Getting the legal benefits of being a modern public square but then also being
able to silence people to improve your profit margin is where this seems to be
the problem

------
terminus
I see a lot of people arguing about free speech and censorship here.

I'm not sure how anybody is being censored here -- given that we are only
debating verification. People are not deprived off their speech. Second, for
instance in the cases of people penalized after this new policy, some of them
(Jason Kessler for instance) were responsible for real world violence.

I personally think that this was a long overdue move for twitter. We've fought
long and hard to discredit neo-Nazi ideas and ideals and to welcome them back
in the town square as if anything they have to say is worth listening to is
just absurd.

I think Sartre said it best:

    
    
      "Never believe that anti-Semites are completely unaware of 
      the absurdity of their replies. They know that their remarks 
      are frivolous, open to challenge. But they are amusing 
      themselves, for it is their adversary who is obliged to use 
      words responsibly, since he believes in words. The anti-
      Semites have the right to play. They even like to play with 
      discourse for, by giving ridiculous reasons, they discredit 
      the seriousness of their interlocutors. They delight in 
      acting in bad faith, since they seek not to persuade by 
      sound argument but to intimidate and disconcert. If you 
      press them too closely, they will abruptly fall silent, 
      loftily indicating by some phrase that the time for argument 
      is past."

------
mankash666
So puzzle me this - Twitter, FB, etc. are profitable because of user's data.
Flexing power beyond the normal, even beyond government for that matter, to
impose "morality" on users & the content they generate, which, mind you, is
the source of their income, and existence is insanity.

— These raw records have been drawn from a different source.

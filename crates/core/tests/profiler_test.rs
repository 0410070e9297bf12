// Performance profiler tests.

use drover::profiler::PerformanceProfiler;
use drover::testing::{MockDomSession, MockScriptSession};

#[tokio::test]
async fn dom_start_snapshots_heap_metrics() {
	let session = MockDomSession::new();
	session.protocol().set_result(
		"Performance.getMetrics",
		serde_json::json!({
			"metrics": [
				{ "name": "JSHeapUsedSize", "value": 1000.0 },
				{ "name": "JSHeapTotalSize", "value": 4000.0 },
				{ "name": "Documents", "value": 2.0 }
			]
		}),
	);

	let mut profiler = PerformanceProfiler::new();
	profiler.start(session.as_ref()).await.unwrap();

	let commands = session.protocol().commands();
	assert!(commands.iter().any(|(method, _)| method == "Performance.enable"));

	let memory = profiler.metrics().memory.unwrap();
	assert_eq!(memory.js_heap_used_size, 1000.0);
	assert_eq!(memory.js_heap_total_size, 4000.0);
	// Absent metric names default to zero.
	assert_eq!(memory.js_heap_size_limit, 0.0);

	assert!(profiler.metrics().timing.is_none());
}

#[tokio::test]
async fn script_family_start_reads_navigation_timing() {
	let session = MockScriptSession::new();
	session.push_result(serde_json::json!({
		"navigationStart": 1000.0,
		"responseEnd": 1400.0,
		"loadEventEnd": 2500.0
	}));

	let mut profiler = PerformanceProfiler::new();
	profiler.start(session.as_ref()).await.unwrap();

	let timing = profiler.metrics().timing.unwrap();
	assert_eq!(timing.navigation_start, Some(1000.0));
	assert_eq!(timing.load_event_end, Some(2500.0));
	assert!(timing.dom_content_loaded_event_end.is_none());

	assert!(profiler.metrics().memory.is_none());
}

#[tokio::test]
async fn timing_parse_failure_names_operation_and_family() {
	let session = MockScriptSession::new();
	session.push_result(serde_json::json!(null));

	let mut profiler = PerformanceProfiler::new();
	let err = profiler.start(session.as_ref()).await.unwrap_err();

	let text = err.to_string();
	assert!(text.contains("profilerStart"), "unexpected error: {text}");
	assert!(text.contains("script-execution"), "unexpected error: {text}");
}

#[tokio::test]
async fn stop_counts_resource_elements() {
	let session = MockDomSession::new();
	let mut profiler = PerformanceProfiler::new();
	profiler.start(session.as_ref()).await.unwrap();

	session.push_eval_result(serde_json::json!(12));
	let sample = profiler.stop(session.as_ref()).await.unwrap();

	assert_eq!(sample.resource_count, Some(12));
	assert!(sample.duration_ms.unwrap() >= 0.0);

	let scripts = session.evaluated_scripts();
	assert!(scripts.iter().any(|s| s.contains("querySelectorAll('link, script, img')")));
}

#[tokio::test]
async fn stop_before_start_is_an_error() {
	let session = MockDomSession::new();
	let mut profiler = PerformanceProfiler::new();

	let err = profiler.stop(session.as_ref()).await.unwrap_err();
	assert!(matches!(err, drover::Error::ProfilerNotStarted));
}

#[tokio::test]
async fn duration_absent_until_stopped() {
	let session = MockScriptSession::new();
	session.push_result(serde_json::json!({}));

	let mut profiler = PerformanceProfiler::new();
	profiler.start(session.as_ref()).await.unwrap();

	assert!(profiler.metrics().duration_ms.is_none());
}

#[tokio::test]
async fn failed_resource_count_does_not_fail_stop() {
	let session = MockDomSession::new();
	let mut profiler = PerformanceProfiler::new();
	profiler.start(session.as_ref()).await.unwrap();

	session.fail_evaluations("execution context destroyed");
	let sample = profiler.stop(session.as_ref()).await.unwrap();

	assert!(sample.resource_count.is_none());
	assert!(sample.duration_ms.is_some());
}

That said, we need to take back control from the big platforms & corporations
- dominant channels of public discourse shouldn't be subject to random whims &
fancies, regardless of public/private ownership. You don't want to see Nazi
content on Twitter, don't follow Nazis. Or, request a content filter from
Twitter, though that still doesn't eliminate Nazis from the world - it just
puts you deeper in your echo chamber. But punitive action against people you
disagree with is simply unacceptable!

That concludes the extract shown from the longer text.